Consultants: Milestone-based sign-off that protects your cash flow
The traditional consulting payment model is fundamentally broken for independent practitioners. You scope a six-week engagement. You deliver the work. You send the invoice. The client reviews, questions, delays. Net-30 turns into net-60. You've now floated two months of living expenses waiting to get paid for work you completed weeks ago.
The consultants who've escaped this cycle don't have better clients. They have better payment structures. Specifically: milestone-based approvals with documented sign-off at each stage.
Here's how it works in practice. An engagement is broken into milestones — discovery, strategy, implementation, review. Each milestone has a defined scope, a set of deliverables, and a price. When a milestone is complete, the consultant generates a receipt documenting what was delivered. The client confirms with a one-time code. The invoice for that milestone goes out immediately, referencing the signed receipt. The client can't dispute delivery because they confirmed it. The payment cycle begins on the day of confirmation, not on the day the full engagement ends.
This does three things simultaneously. First, it smooths cash flow. Instead of one large payment at project end, you get paid incrementally throughout the engagement. Second, it reduces disputes. Each milestone is confirmed separately, so disagreements surface early — at the discovery milestone, when the scope misalignment is cheap to fix — rather than at project end, when it's a six-figure problem. Third, it conditions clients to a rhythm of review-and-confirm, which keeps the engagement moving and prevents the end-of-project stall where clients go silent for weeks.

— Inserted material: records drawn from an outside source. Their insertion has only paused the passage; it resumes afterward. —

use super::charge::Charge;
use super::ids::{ChargeId, LeaseId, OrganizationId, PaymentId};
use super::payment::{Lease, NewAllocation, Payment, PaymentAllocation};
use crate::error::Result;
use async_trait::async_trait;
use std::sync::Arc;

/// Transactional ledger store the allocation engine runs against.
///
/// Implementations must make everything staged through a
/// [`LedgerTransaction`] visible atomically on commit, and nothing of it
/// when the transaction is rolled back or dropped.
#[async_trait]
pub trait LedgerStore: Send + Sync {
    /// Opens a unit of work.
    async fn begin(&self) -> Result<Box<dyn LedgerTransaction>>;

    /// Committed charges of a lease, in no particular order. Takes no locks.
    async fn lease_charges(&self, lease_id: LeaseId) -> Result<Vec<Charge>>;
}

/// A scoped unit of work holding exclusive row locks.
///
/// Locks taken through the `lock_*` methods are held until
/// [`commit`](LedgerTransaction::commit) or
/// [`rollback`](LedgerTransaction::rollback), or until the transaction is
/// dropped, which rolls it back.
#[async_trait]
pub trait LedgerTransaction: Send {
    async fn lock_payment(&mut self, payment_id: PaymentId) -> Result<Option<Payment>>;

    async fn lease(&mut self, lease_id: LeaseId) -> Result<Option<Lease>>;

    /// Serializes transactions carrying the same external correlation id.
    async fn lock_external_id(
        &mut self,
        organization_id: OrganizationId,
        external_id: &str,
    ) -> Result<()>;

    /// Allocation rows of a payment, ordered by `allocation_order`.
    async fn allocations_for_payment(
        &mut self,
        organization_id: OrganizationId,
        payment_id: PaymentId,
    ) -> Result<Vec<PaymentAllocation>>;

    async fn payment_for_external_id(
        &mut self,
        organization_id: OrganizationId,
        external_id: &str,
    ) -> Result<Option<PaymentId>>;

    /// Reads charges without locking them, in the order of `ids`.
    async fn charges(
        &mut self,
        organization_id: OrganizationId,
        ids: &[ChargeId],
    ) -> Result<Vec<Charge>>;

    /// Locks and returns every charge of the lease.
    async fn lock_lease_charges(
        &mut self,
        organization_id: OrganizationId,
        lease_id: LeaseId,
    ) -> Result<Vec<Charge>>;

    /// Locks and returns the listed charges of the lease, in the order of
    /// `ids`. Ids that do not exist or belong elsewhere are skipped.
    async fn lock_charges(
        &mut self,
        organization_id: OrganizationId,
        lease_id: LeaseId,
        ids: &[ChargeId],
    ) -> Result<Vec<Charge>>;

    /// Stages a charge update. The charge must be locked by this transaction.
    async fn update_charge(&mut self, charge: Charge) -> Result<()>;

    async fn insert_allocation(&mut self, allocation: NewAllocation) -> Result<PaymentAllocation>;

    async fn commit(self: Box<Self>) -> Result<()>;

    async fn rollback(self: Box<Self>) -> Result<()>;
}

/// Write path for the collaborators that own leases, payments and charges
/// (lease administration, payment intake, billing schedule).
#[async_trait]
pub trait LedgerImport: Send + Sync {
    async fn put_lease(&self, lease: Lease) -> Result<()>;
    async fn put_payment(&self, payment: Payment) -> Result<()>;
    async fn put_charge(&self, charge: Charge) -> Result<()>;
}

pub type LedgerStoreRef = Arc<dyn LedgerStore>;
pub mod application;
pub mod config;
pub mod domain;
pub mod error;
pub mod infrastructure;
pub mod interfaces;
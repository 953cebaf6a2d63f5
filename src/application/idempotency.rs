use super::executor::AllocationOutcome;
use crate::domain::ids::{ChargeId, OrganizationId, PaymentId};
use crate::domain::payment::PaymentAllocation;
use crate::domain::ports::LedgerTransaction;
use crate::error::Result;
use tracing::debug;

/// Looks for an allocation set that already answers this request.
///
/// Checks the payment id first. If the payment has no allocations and an
/// external id is given, the external id is locked and any payment already
/// carrying it is replayed instead. Returns `None` when the request is new.
pub async fn prior_outcome(
    tx: &mut dyn LedgerTransaction,
    organization_id: OrganizationId,
    payment_id: PaymentId,
    external_id: Option<&str>,
) -> Result<Option<AllocationOutcome>> {
    let existing = tx
        .allocations_for_payment(organization_id, payment_id)
        .await?;
    if !existing.is_empty() {
        debug!(payment = %payment_id, rows = existing.len(), "payment already allocated");
        return replay(tx, organization_id, existing).await.map(Some);
    }

    let Some(external_id) = external_id else {
        return Ok(None);
    };

    tx.lock_external_id(organization_id, external_id).await?;
    let Some(owner) = tx
        .payment_for_external_id(organization_id, external_id)
        .await?
    else {
        return Ok(None);
    };

    debug!(
        payment = %payment_id,
        owner = %owner,
        external_id,
        "external id already allocated under another payment"
    );
    let existing = tx.allocations_for_payment(organization_id, owner).await?;
    replay(tx, organization_id, existing).await.map(Some)
}

async fn replay(
    tx: &mut dyn LedgerTransaction,
    organization_id: OrganizationId,
    allocations: Vec<PaymentAllocation>,
) -> Result<AllocationOutcome> {
    let mut charge_ids: Vec<ChargeId> = Vec::with_capacity(allocations.len());
    for allocation in &allocations {
        if !charge_ids.contains(&allocation.charge_id) {
            charge_ids.push(allocation.charge_id);
        }
    }
    let charges = tx.charges(organization_id, &charge_ids).await?;
    Ok(AllocationOutcome {
        allocations,
        charges,
        replayed: true,
    })
}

The key is making the milestone confirmation frictionless. If confirming a milestone requires the client to log into a portal, review a multi-page document, and navigate an e-signature workflow, they'll delay. A receipt with the milestone summary — three to five bullet points of what was delivered — and a 4-digit confirmation code takes 20 seconds. The lower the friction, the faster the confirmation, the sooner you get paid.
For scope changes mid-engagement — the "while we're doing this, could we also look at" requests — the same mechanism applies. Document the change, confirm it, bill it at the next milestone. No separate change order process. No awkward conversation about money. The receipt normalizes the documentation step so it doesn't feel like a confrontation.
A strategy consultant in Johannesburg switched to milestone-based receipts about a year ago. Her average payment cycle dropped from 47 days to 8. Her client disputes dropped to nearly zero. And she told me the unexpected benefit was psychological: she stopped checking her bank account nervously between engagements, because she knew exactly when each payment was coming.